Homo Ludens - Йохан Хейзинга
Шрифт:
Интервал:
Закладка:
Во всех этих случаях остается закономерный вопрос, в какой мере эта функция персонификации проистекает из духовного состояния, которое могло бы быть названо состоянием убежденной веры, — либо приводит к этому состоянию? Не являют ли скорее все эти воображаемые представления от начала до конца некую игру духовного свойства? Примеры из более позднего времени приводят нас именно к этому заключению. В почитании св. Франциском Ассизским своей невесты Бедности сквозят поистине святая сердечность и благочестивый восторг[413]. Если же перед нами поставят вполне резонный вопрос, верил ли он в некое духовное существо, небесную посланницу по имени Бедность, то есть в существо, которое действительно было идеей Бедности, мы не будем знать, что ответить. Уже самой постановкой вопроса в подобных трезво логических терминах мы вторгаемся в чувственное содержание этого представления. Сам Франциск и верил, и не верил в то. Едва ли он получал одобрение Церкви, не говоря уже о том, чтобы оно было высказано открыто, на подобную веру. Это представление о Бедности по своей настроенности, пожалуй, колеблется между двумя областями: поэтического воображения — и исповедуемой догмы, тяготея, однако, к последней.

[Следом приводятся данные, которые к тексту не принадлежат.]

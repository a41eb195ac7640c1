//! # citeformat
//!
//! Turns a plain list of loose references (DOIs, DOI URLs, titles,
//! `Title | Year` pairs, half-remembered citations) into formatted
//! bibliography entries.
//!
//! ## Architecture
//!
//! The library is organized into several modules:
//!
//! - [`input`]: Line parsing, DOI extraction and query classification
//! - [`models`]: Core data structures (RawLine, Query, NormalizedRecord)
//! - [`sources`]: Metadata lookup behind the [`LookupSource`] trait (Crossref, cache, mock)
//! - [`format`]: Citation styles, name rendering and author highlighting
//! - [`export`]: Plain text, Markdown, HTML and PDF documents
//! - [`pipeline`]: Concurrent, cancellable batch runs
//! - [`utils`]: HTTP client, retry, cache and deduplication
//! - [`config`]: Configuration management
//! - [`ui`]: Terminal presentation for the CLI

pub mod config;
pub mod export;
pub mod format;
pub mod input;
pub mod models;
pub mod pipeline;
pub mod sources;
pub mod ui;
pub mod utils;

// Re-export commonly used types
pub use format::{CitationStyle, FormattedCitation};
pub use models::{NormalizedRecord, Query, RawLine};
pub use pipeline::{Pipeline, RunReport};
pub use sources::LookupSource;

/// Library version
pub const VERSION: &str = env!("CARGO_PKG_VERSION");
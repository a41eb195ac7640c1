//! HTTP client utilities.

use governor::{DefaultDirectRateLimiter, Quota, RateLimiter};
use nonzero_ext::nonzero;
use reqwest::{Client, Response};
use std::sync::Arc;
use std::time::Duration;
use url::Url;

use crate::config::LookupConfig;
use crate::sources::SourceError;

/// Shared HTTP client with a client-side rate limit
#[derive(Debug, Clone)]
pub struct HttpClient {
    client: Arc<Client>,
    limiter: Option<Arc<DefaultDirectRateLimiter>>,
}

impl HttpClient {
    /// Create a client from lookup settings (User-Agent, timeouts, request rate)
    pub fn from_config(config: &LookupConfig) -> Result<Self, SourceError> {
        let client = Client::builder()
            .user_agent(config.user_agent())
            .timeout(config.timeout())
            .connect_timeout(config.connect_timeout())
            .pool_idle_timeout(Duration::from_secs(90))
            .build()
            .map_err(|e| SourceError::InvalidRequest(format!("HTTP client setup: {}", e)))?;

        Ok(Self {
            client: Arc::new(client),
            limiter: rate_limiter(config.requests_per_second).map(Arc::new),
        })
    }

    /// Send a GET request once the rate limiter allows it.
    ///
    /// Transport failures map to [`SourceError::Timeout`] or
    /// [`SourceError::Network`]; HTTP status handling is left to the caller.
    pub async fn get(&self, url: Url) -> Result<Response, SourceError> {
        if let Some(limiter) = &self.limiter {
            limiter.until_ready().await;
        }

        tracing::debug!("GET {}", url);
        self.client
            .get(url)
            .header(reqwest::header::ACCEPT, "application/json")
            .send()
            .await
            .map_err(SourceError::from)
    }
}

/// Limiter allowing `requests_per_second` requests; `None` when unlimited
fn rate_limiter(requests_per_second: f32) -> Option<DefaultDirectRateLimiter> {
    if !requests_per_second.is_finite() || requests_per_second <= 0.0 {
        return None;
    }
    let period = Duration::from_secs_f64(1.0 / f64::from(requests_per_second));
    let quota = Quota::with_period(period).unwrap_or_else(|| Quota::per_second(nonzero!(5u32)));
    Some(RateLimiter::direct(quota))
}
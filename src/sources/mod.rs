//! Metadata lookup sources with a trait-based seam.
//!
//! This module defines the [`LookupSource`] trait that resolves a classified
//! [`Query`] to a [`NormalizedRecord`]. [`CrossRefSource`] talks to the
//! Crossref REST API, [`CachedSource`] wraps any source with an on-disk cache
//! and [`MockSource`] serves canned records in tests.

mod cached;
mod crossref;
pub mod mock;

pub use cached::CachedSource;
pub use crossref::CrossRefSource;
pub use mock::MockSource;

use async_trait::async_trait;

use crate::models::{NormalizedRecord, Query, SearchRequest};

/// The LookupSource trait defines the interface for bibliographic metadata services.
///
/// # Implementing a New Source
///
/// 1. Create a new struct that implements `LookupSource`
/// 2. Implement `id`, `name`, `get_by_doi` and `search`
/// 3. Override `resolve` only if the service has a better way of turning a
///    query into a single record than "first search hit, re-fetched by DOI"
#[async_trait]
pub trait LookupSource: Send + Sync + std::fmt::Debug {
    /// Unique identifier for this source (e.g., "crossref")
    fn id(&self) -> &str;

    /// Human-readable name of this source
    fn name(&self) -> &str;

    /// Fetch a single work by its DOI
    async fn get_by_doi(&self, doi: &str) -> Result<NormalizedRecord, SourceError>;

    /// Search for works, best match first
    async fn search(&self, request: &SearchRequest) -> Result<Vec<NormalizedRecord>, SourceError>;

    /// Replace a search hit with the full work record fetched by its DOI.
    ///
    /// Search results may carry only a subset of fields. The hit itself is
    /// kept when it has no DOI or the fetch fails.
    async fn complete_hit(&self, hit: NormalizedRecord) -> NormalizedRecord {
        let Some(doi) = hit.doi.clone() else {
            return hit;
        };
        match self.get_by_doi(&doi).await {
            Ok(full) => full,
            Err(err) => {
                tracing::debug!("Keeping search result for {}: {}", doi, err);
                hit
            }
        }
    }

    /// Resolve a classified query to exactly one usable record.
    ///
    /// DOI queries are fetched directly; everything else takes the first
    /// search result, completed through [`LookupSource::complete_hit`].
    /// Records that cannot be cited count as not found.
    async fn resolve(&self, query: &Query, rows: usize) -> Result<NormalizedRecord, SourceError> {
        let record = match SearchRequest::from_query(query, rows) {
            None => {
                let doi = query.doi().unwrap_or_default();
                self.get_by_doi(doi).await?
            }
            Some(request) => {
                if !request.has_terms() {
                    return Err(SourceError::InvalidRequest(format!(
                        "nothing to search for in {}",
                        query
                    )));
                }
                let hit = self
                    .search(&request)
                    .await?
                    .into_iter()
                    .next()
                    .ok_or_else(|| SourceError::NotFound(format!("no results for {}", query)))?;
                self.complete_hit(hit).await
            }
        };

        if record.is_usable() {
            Ok(record)
        } else {
            Err(SourceError::NotFound(format!(
                "no citable metadata for {}",
                query
            )))
        }
    }
}

/// Errors that can occur when interacting with a source
#[derive(Debug, thiserror::Error)]
pub enum SourceError {
    /// Network or connection error
    #[error("Network error: {0}")]
    Network(String),

    /// Request timed out
    #[error("Request timed out: {0}")]
    Timeout(String),

    /// Rate limit exceeded (HTTP 429), with the server's Retry-After in seconds
    #[error("Rate limit exceeded")]
    RateLimit(Option<u64>),

    /// Server-side failure (HTTP 5xx)
    #[error("Server error: HTTP {0}")]
    Server(u16),

    /// Any other non-success status from the service
    #[error("API error: HTTP {status}: {message}")]
    Api { status: u16, message: String },

    /// Work not found
    #[error("Not found: {0}")]
    NotFound(String),

    /// Response body could not be decoded
    #[error("Parse error: {0}")]
    Parse(String),

    /// Invalid request parameters
    #[error("Invalid request: {0}")]
    InvalidRequest(String),

    /// IO error (file system)
    #[error("IO error: {0}")]
    Io(#[from] std::io::Error),
}

impl SourceError {
    /// Whether the error means the work does not exist, as opposed to a
    /// failure to ask
    pub fn is_not_found(&self) -> bool {
        matches!(self, SourceError::NotFound(_) | SourceError::InvalidRequest(_))
    }
}

impl From<reqwest::Error> for SourceError {
    fn from(err: reqwest::Error) -> Self {
        if err.is_timeout() {
            SourceError::Timeout(err.to_string())
        } else if err.is_decode() {
            SourceError::Parse(err.to_string())
        } else {
            SourceError::Network(err.to_string())
        }
    }
}

impl From<serde_json::Error> for SourceError {
    fn from(err: serde_json::Error) -> Self {
        SourceError::Parse(format!("JSON: {}", err))
    }
}

#[cfg(test)]
mod tests {
    use super::*;
    use crate::models::{Author, RecordBuilder};
    use crate::sources::mock::MockFailure;

    fn record(title: &str, doi: &str) -> NormalizedRecord {
        RecordBuilder::new()
            .title(title)
            .author(Author::new("Hinton", "Geoffrey"))
            .doi(doi)
            .build()
    }

    #[tokio::test]
    async fn test_resolve_doi_query() {
        let source = MockSource::new();
        source.add_doi(record("Deep belief nets", "10.1162/neco.2006.18.7.1527"));

        let query = Query::Doi {
            doi: "10.1162/NECO.2006.18.7.1527".to_string(),
        };
        let resolved = source.resolve(&query, 3).await.unwrap();
        assert_eq!(resolved.title.as_deref(), Some("Deep belief nets"));
    }

    #[tokio::test]
    async fn test_resolve_takes_first_search_result() {
        let source = MockSource::new();
        source.add_search("belief", record("Deep belief nets", "10.1/a"));
        source.add_search("belief", record("Belief propagation", "10.1/b"));

        let query = Query::TitleYear {
            title: "deep belief".to_string(),
            year: None,
        };
        let resolved = source.resolve(&query, 3).await.unwrap();
        assert_eq!(resolved.doi.as_deref(), Some("10.1/a"));
    }

    #[tokio::test]
    async fn test_search_hit_is_replaced_by_full_record() {
        let source = MockSource::new();
        source.add_search("belief", record("Deep belief nets", "10.1/a"));
        let mut full = record("Deep belief nets", "10.1/a");
        full.volume = Some("18".to_string());
        full.pages = Some("1527-1554".to_string());
        source.add_doi(full);

        let query = Query::TitleYear {
            title: "deep belief".to_string(),
            year: None,
        };
        let resolved = source.resolve(&query, 3).await.unwrap();
        assert_eq!(resolved.volume.as_deref(), Some("18"));
        assert_eq!(resolved.pages.as_deref(), Some("1527-1554"));
        assert_eq!(source.doi_calls(), 1);
    }

    #[tokio::test]
    async fn test_search_hit_kept_when_full_fetch_fails() {
        let source = MockSource::new();
        source.add_search("belief", record("Deep belief nets", "10.1/down"));
        source.fail_on("10.1/down", MockFailure::Status(503));

        let query = Query::TitleYear {
            title: "deep belief".to_string(),
            year: None,
        };
        let resolved = source.resolve(&query, 3).await.unwrap();
        assert_eq!(resolved.doi.as_deref(), Some("10.1/down"));
        assert_eq!(source.doi_calls(), 1);
    }

    #[tokio::test]
    async fn test_resolve_empty_search_is_not_found() {
        let source = MockSource::new();
        let query = Query::FreeText {
            text: "nothing matches".to_string(),
        };
        let err = source.resolve(&query, 3).await.unwrap_err();
        assert!(err.is_not_found());
    }

    #[tokio::test]
    async fn test_resolve_rejects_unusable_record() {
        let source = MockSource::new();
        source.add_search("pamphlet", RecordBuilder::new().title("Pamphlet").build());

        let query = Query::TitleYear {
            title: "pamphlet".to_string(),
            year: None,
        };
        assert!(matches!(
            source.resolve(&query, 1).await,
            Err(SourceError::NotFound(_))
        ));
    }

    #[tokio::test]
    async fn test_resolve_without_search_terms_skips_lookup() {
        let source = MockSource::new();
        let query = Query::FreeText {
            text: "###".to_string(),
        };
        assert!(matches!(
            source.resolve(&query, 1).await,
            Err(SourceError::InvalidRequest(_))
        ));
        assert_eq!(source.search_calls(), 0);
    }
}
//! Author name forms and author-list layout.

use super::style::{NameForm, NameRules};
use crate::models::Author;

/// Placeholder for a record with no authors
pub const NO_AUTHORS: &str = "Unknown";

/// One item of a laid-out author list
#[derive(Debug, Clone, PartialEq, Eq)]
pub enum NamePart {
    /// Rendered name of the author at this position in the record
    Name(usize, String),
    /// Delimiter, conjunction or et-al. marker
    Text(String),
}

/// Write one author in the given form
pub fn render_name(author: &Author, form: NameForm) -> String {
    let family = author.family.as_str();
    let Some(given) = author.given.as_deref() else {
        return family.to_string();
    };

    match form {
        NameForm::FamilyOnly => family.to_string(),
        NameForm::FamilyGiven => format!("{}, {}", family, given),
        NameForm::GivenFamily => format!("{} {}", given, family),
        NameForm::FamilyInitials => match dotted_initials(author) {
            Some(initials) => format!("{}, {}", family, initials),
            None => family.to_string(),
        },
        NameForm::InitialsFamily => match dotted_initials(author) {
            Some(initials) => format!("{} {}", initials, family),
            None => family.to_string(),
        },
        NameForm::FamilyCompact => {
            let initials = author.initials(false).concat();
            if initials.is_empty() {
                family.to_string()
            } else {
                format!("{} {}", family, initials)
            }
        }
    }
}

fn dotted_initials(author: &Author) -> Option<String> {
    let initials = author.initials(true);
    (!initials.is_empty()).then(|| initials.join(" "))
}

/// Lay out the author list following the style's conjunction and
/// truncation rules
pub fn layout_authors(authors: &[Author], rules: &NameRules) -> Vec<NamePart> {
    let name = |i: usize| {
        let form = if i == 0 { rules.first } else { rules.rest };
        NamePart::Name(i, render_name(&authors[i], form))
    };
    let text = |s: &str| NamePart::Text(s.to_string());

    let count = authors.len();
    if count == 0 {
        return vec![text(NO_AUTHORS)];
    }

    if let Some(truncation) = rules.truncation.filter(|t| count > t.max) {
        let keep = truncation.keep.clamp(1, count);
        let mut parts = Vec::with_capacity(keep * 2 + 2);
        for i in 0..keep {
            if i > 0 {
                parts.push(text(rules.delimiter));
            }
            parts.push(name(i));
        }
        parts.push(text(truncation.marker));
        if truncation.keep_last && keep < count {
            parts.push(name(count - 1));
        }
        return parts;
    }

    match count {
        1 => vec![name(0)],
        2 => vec![name(0), text(rules.pair), name(1)],
        _ => {
            let mut parts = Vec::with_capacity(count * 2);
            for i in 0..count {
                if i == count - 1 {
                    parts.push(text(rules.last));
                } else if i > 0 {
                    parts.push(text(rules.delimiter));
                }
                parts.push(name(i));
            }
            parts
        }
    }
}
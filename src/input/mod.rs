//! Reading reference lines and deciding what kind of lookup each needs.

mod classify;
mod doi;

pub use classify::{
    classify, classify_text, is_comment, line_key, looks_like_author, looks_like_journal,
    parse_lines, FIELD_DELIMITER,
};
pub use doi::{find_doi, normalize_doi, parse_doi};
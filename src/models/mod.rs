//! Core data models for input lines, queries and bibliographic records.

mod query;
mod record;

pub use query::{Query, RawLine, SearchRequest};
pub use record::{Author, NormalizedRecord, RecordBuilder};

Наиболее исчерпывающим выражением этой духовной деятельности остается следующее: фигура Бедности была для Франциска своего рода игрой. Вся жизнь святого из Ассизи насыщена чисто игровыми факторами и фигурами, и для него — это прекрасно. Так столетием позже Хайнрих Сузо будет предаваться сладостной лирике мистической игры воображения с вечной Премудростью как с возлюбленной[414]. Но игровое поле, на котором играют святые и мистики парит над сферой мышления, подвластного разуму, и недоступно логическим понятиям, связанным со спекулятивными рассуждениями. Понятия игры и святости пребывают в постоянном соприкосновении друг с другом. То же происходит с понятиями поэтического воображения и веры.
Об идейной ценности аллегорических персонажей у некоторых средневековых поэтов, визионеров и теологов я уже говорил более пространно в своей работе Uber die Verkniipfung des Poetischen mit dem Theologischen bei Alanus de Insulis[415] [О связи поэтического с теологическим у Алана Лилльского[416]]. Границу между поэтической, аллегорической персонификацией и теологической концепцией небесных (или адских) существ не следовало бы, как я полагал, проводить слишком резко. У такого богослова-поэта, как Алан Лилльский, было бы несправедливо все богатство образов его поэм Anticlaudianus [Антиклавдиан] и Deplanctu Naturae [Плач Природы] счесть не более чем литературной Spielerei [забавой]. Для этого его воображение слишком уж сильно переплетено с самыми глубокими философскими и богословскими мыслями. С другой стороны, очевидно, что он вполне осознает фантастический характер таких представлений. Даже Хильдегард Бингенская[417] не претендует на то, чтобы образы добродетелей в ее видениях принимали за метафизические реальности. Она и сама предостерегает против подобного представления[418]. Соотношение между увиденными ею образами и добродетелями определяется через "обозначающие" глаголы: designare, praetendere, declarare, significare, praefigurare [изображать, представлять, заявлять, означать, воображать]. Тем не менее все они движутся в ее видениях совсем как живые. По сути дела и в посещающих ее образах, передаваемых как мистическое переживание, не содержится притязаний на абсолютную подлинность[419]. И у Хильдегард, и у Алана поэтическое воображение неизменно витает между убеждением и фантазией, между игрой и серьезностью.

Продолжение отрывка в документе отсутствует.